▸ **EXCERPTED RECORDS**
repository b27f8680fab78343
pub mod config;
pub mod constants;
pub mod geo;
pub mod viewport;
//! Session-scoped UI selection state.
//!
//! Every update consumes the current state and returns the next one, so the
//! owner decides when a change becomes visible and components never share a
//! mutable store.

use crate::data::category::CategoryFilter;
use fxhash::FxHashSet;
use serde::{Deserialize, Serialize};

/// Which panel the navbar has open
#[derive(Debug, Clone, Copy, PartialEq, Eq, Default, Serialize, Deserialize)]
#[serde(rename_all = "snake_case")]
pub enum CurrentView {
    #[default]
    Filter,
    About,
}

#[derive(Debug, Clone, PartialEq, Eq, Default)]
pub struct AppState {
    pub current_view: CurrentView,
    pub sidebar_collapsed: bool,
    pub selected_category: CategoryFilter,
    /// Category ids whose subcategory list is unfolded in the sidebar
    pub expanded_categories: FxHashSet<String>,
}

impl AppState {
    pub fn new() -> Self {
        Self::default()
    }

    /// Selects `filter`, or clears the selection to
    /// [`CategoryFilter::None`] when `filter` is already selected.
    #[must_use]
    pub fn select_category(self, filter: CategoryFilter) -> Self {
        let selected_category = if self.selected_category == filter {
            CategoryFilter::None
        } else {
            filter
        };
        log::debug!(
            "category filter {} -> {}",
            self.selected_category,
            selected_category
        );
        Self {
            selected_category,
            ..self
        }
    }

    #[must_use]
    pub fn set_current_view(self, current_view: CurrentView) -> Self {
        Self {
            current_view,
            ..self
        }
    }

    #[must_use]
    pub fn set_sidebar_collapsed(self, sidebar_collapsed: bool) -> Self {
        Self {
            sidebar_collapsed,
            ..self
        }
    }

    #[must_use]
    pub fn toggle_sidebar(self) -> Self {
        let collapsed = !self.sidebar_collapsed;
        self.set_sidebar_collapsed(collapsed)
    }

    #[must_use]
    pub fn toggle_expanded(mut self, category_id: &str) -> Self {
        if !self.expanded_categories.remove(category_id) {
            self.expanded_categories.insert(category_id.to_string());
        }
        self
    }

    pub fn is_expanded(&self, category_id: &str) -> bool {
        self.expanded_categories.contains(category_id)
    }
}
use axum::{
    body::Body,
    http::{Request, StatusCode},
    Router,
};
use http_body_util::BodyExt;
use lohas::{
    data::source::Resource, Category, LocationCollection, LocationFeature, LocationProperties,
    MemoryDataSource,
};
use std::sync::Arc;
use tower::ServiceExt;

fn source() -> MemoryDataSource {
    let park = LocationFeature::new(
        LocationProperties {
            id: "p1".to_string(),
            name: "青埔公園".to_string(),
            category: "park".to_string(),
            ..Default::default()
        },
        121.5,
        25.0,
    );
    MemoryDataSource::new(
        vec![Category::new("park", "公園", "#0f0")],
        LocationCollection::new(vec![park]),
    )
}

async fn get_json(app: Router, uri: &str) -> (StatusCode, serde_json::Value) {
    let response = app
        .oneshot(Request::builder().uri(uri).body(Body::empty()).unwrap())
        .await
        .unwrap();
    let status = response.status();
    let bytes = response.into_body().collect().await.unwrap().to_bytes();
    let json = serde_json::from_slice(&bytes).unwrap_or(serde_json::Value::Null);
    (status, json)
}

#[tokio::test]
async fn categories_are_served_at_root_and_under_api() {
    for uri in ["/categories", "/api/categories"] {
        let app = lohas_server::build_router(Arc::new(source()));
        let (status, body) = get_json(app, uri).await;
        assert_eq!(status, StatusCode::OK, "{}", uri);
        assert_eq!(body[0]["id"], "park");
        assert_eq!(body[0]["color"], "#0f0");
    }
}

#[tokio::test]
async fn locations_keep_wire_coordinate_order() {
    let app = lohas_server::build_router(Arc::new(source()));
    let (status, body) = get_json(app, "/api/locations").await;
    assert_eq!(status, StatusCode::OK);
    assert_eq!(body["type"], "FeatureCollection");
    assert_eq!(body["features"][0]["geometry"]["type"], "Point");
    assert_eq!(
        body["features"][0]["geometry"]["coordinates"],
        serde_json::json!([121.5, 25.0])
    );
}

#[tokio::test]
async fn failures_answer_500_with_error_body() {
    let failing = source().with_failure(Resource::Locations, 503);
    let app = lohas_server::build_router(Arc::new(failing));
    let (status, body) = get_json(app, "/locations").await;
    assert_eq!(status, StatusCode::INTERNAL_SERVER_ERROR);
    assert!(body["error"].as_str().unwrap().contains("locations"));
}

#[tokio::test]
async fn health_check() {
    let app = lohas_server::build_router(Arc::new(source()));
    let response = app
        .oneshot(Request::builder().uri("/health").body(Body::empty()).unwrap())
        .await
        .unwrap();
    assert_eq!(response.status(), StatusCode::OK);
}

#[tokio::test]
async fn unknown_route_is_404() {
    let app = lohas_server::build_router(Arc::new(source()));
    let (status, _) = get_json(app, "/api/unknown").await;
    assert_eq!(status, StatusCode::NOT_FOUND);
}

▸ **YOUR TASK**
Your answer should be the lines of the material above that include "geometry".

▸ **RESULT**
    assert_eq!(body["features"][0]["geometry"]["type"], "Point");
        body["features"][0]["geometry"]["coordinates"],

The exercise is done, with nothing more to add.